All protocols and procedures were approved by the University of Washington’s Institutional Animal Care and Use Committee. A 6–7 mm hydrated human kidney stone, with a primary composition of calcium oxalate monohydrate (COM), was surgically implanted in each kidney of three pigs via a small ureteral incision made in the proximal ureter. A burst wave lithotripsy ultrasound transducer with an inline ultrasound imaging probe was coupled by a small water bath placed on the flank, and the focus was aligned with the stone. Each stone was exposed to burst wave lithotripsy at 6.5 – 7 MPa (350 kHz, 10 Hz PRF and 0.057% duty factor) focal pressure for 30 minutes under real-time image guidance in 10 minute sets. One stone was not treated due to the poor acoustic window. After treatment, the kidneys were removed for injury analysis by gross, Magnetic Resonance Imaging (MRI) and histological assessment. Evaluation of hemorrhagic injury by MRI was performed as reported previously³. An expert in shock wave lithotripsy kidney injury performed a blinded examination of the slides. Stone fragments were retrieved from the kidney to determine the fraction of stone mass comminuted to pieces <2 or <4 mm.

3. RESULTS

Over the 5 treatments, an average 87% or 92% of the mass was comminuted to fragments <2 mm or <4 mm respectively (Figure 1a). In 3 of the 5 experiments, the stone was completely disintegrated. Many smaller fragments in the range of ~1–2 mm were recovered (Figure 2b). No indications of damage to the skin overlying the treatment site or intervening tissues were observed upon inspection. No bleeding or other injury was observed on the capsular surfaces of any of the 5 treated kidneys. Gross examination of the collecting space of the kidneys revealed minor petechial hemorrhagic injury to the urothelium immediately surrounding the area containing a majority of the stone fragments in each kidney (Figure 2a).

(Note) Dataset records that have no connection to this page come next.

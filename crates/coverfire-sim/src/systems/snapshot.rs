//! Snapshot system: queries the ECS world and builds a complete GameStateSnapshot.
//!
//! This system is read-only. It never modifies the world.

use hecs::World;

use coverfire_core::components::*;
use coverfire_core::enums::*;
use coverfire_core::events::GameEvent;
use coverfire_core::state::*;
use coverfire_core::types::{Position, SimTime};

use crate::encounter::Encounter;

/// Build a complete GameStateSnapshot from the current world state.
pub fn build_snapshot(
    world: &World,
    time: &SimTime,
    phase: GamePhase,
    defeat_reason: Option<DefeatReason>,
    encounter: Option<&Encounter>,
    events: Vec<GameEvent>,
) -> GameStateSnapshot {
    let mut snapshot = GameStateSnapshot {
        time: *time,
        phase,
        defeat_reason,
        combatants: build_combatants(world),
        projectiles: build_projectiles(world),
        events,
        ..Default::default()
    };

    if let Some(enc) = encounter {
        snapshot.progression = ProgressionView {
            state: enc.progression.state(),
            current_index: enc.progression.current_index(),
            rail_position: enc.progression.position(),
            stop_count: enc.progression.stop_count(),
        };
        snapshot.player = PlayerView {
            health: enc.player.health(),
            max_health: enc.player.max_health(),
            in_cover: enc.cover.is_in_cover(),
            control_enabled: enc.cover.control_enabled(),
            invulnerable: enc.player.is_invulnerable(),
            position: enc.player_center(),
        };
        snapshot.wave = WaveView {
            wave_index: enc.waves.current_wave(),
            enemies_alive: enc.waves.enemies_alive(),
            cleared: enc.waves.current_wave().is_some() && enc.waves.is_wave_cleared(),
        };
        snapshot.weapon = WeaponView {
            ammo: enc.weapon.ammo(),
            max_ammo: enc.weapon.max_ammo(),
            reloading: enc.weapon.is_reloading(),
        };
        snapshot.score = ScoreView {
            score: enc.weapon.score(),
            shots_fired: enc.weapon.shots_fired(),
            shots_hit: enc.weapon.shots_hit(),
            accuracy: enc.weapon.accuracy(),
        };
        snapshot.timer = TimerView {
            remaining_secs: enc.timer.remaining_secs(),
            expired: enc.timer.is_expired(),
        };
    }

    snapshot
}

/// Combatants sorted by id so output order is stable.
fn build_combatants(world: &World) -> Vec<CombatantView> {
    let mut combatants: Vec<CombatantView> = world
        .query::<(&Position, &Combatant, &Hitbox, Option<&Shooter>)>()
        .iter()
        .map(|(_, (pos, combatant, hitbox, shooter))| CombatantView {
            id: combatant.id,
            archetype: combatant.archetype,
            position: *pos,
            health: combatant.health.max(0),
            max_health: combatant.max_health,
            state: combatant.state,
            targetable: hitbox.enabled,
            hit_chance: shooter.map(|s| s.hit_chance),
        })
        .collect();
    combatants.sort_by_key(|c| c.id);
    combatants
}

fn build_projectiles(world: &World) -> Vec<ProjectileView> {
    world
        .query::<(&Position, &Projectile)>()
        .iter()
        .filter(|(_, (_, projectile))| !projectile.spent)
        .map(|(_, (pos, projectile))| ProjectileView {
            position: *pos,
            direction: projectile.direction,
            intended_hit: projectile.intended_hit,
        })
        .collect()
}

Evaluation by MRI did not detect hemorrhagic injury to the functional renal volume. Histology showed damage to the mucosa of the collecting space in the vicinity of the stone (Figure 2b) with damage ranging from sloughing of the epithelium with small focal hemorrhagic spots to larger hemorrhagic regions extending through the full thickness of the lamina propria. This damage was limited to the immediate area of the stones and similar to the width of the ultrasound focus and stone (~1 cm diameter).

Figure 1:

a) Bar chart showing the percent fragmentation of each treated stone to <2 and <4 mm. b) example of stone before treatment (top) and after treatment (bottom)

Figure 2:

a) A freshly excised kidney exposed to 30-minute BWL treatment, showing petechial injury to the urothelium (yellow arrow) in the vicinity of the stone fragments. b) Histological section showing kidney section stained with hematoxylin and eosin. Focal mucosal injury and bleeding is observed in the location of treatment (arrows), extending to the lamina propria of the wall but not into the renal parenchyma.

4. CONCLUSION

We developed and implemented an animal model to perform clinical simulation of BWL to noninvasively fragment kidney stones. The results indicate that BWL can consistently produce stone fragments small enough to spontaneously pass. In addition, these data suggest such exposures produce minimal injury to the kidney and urinary tract.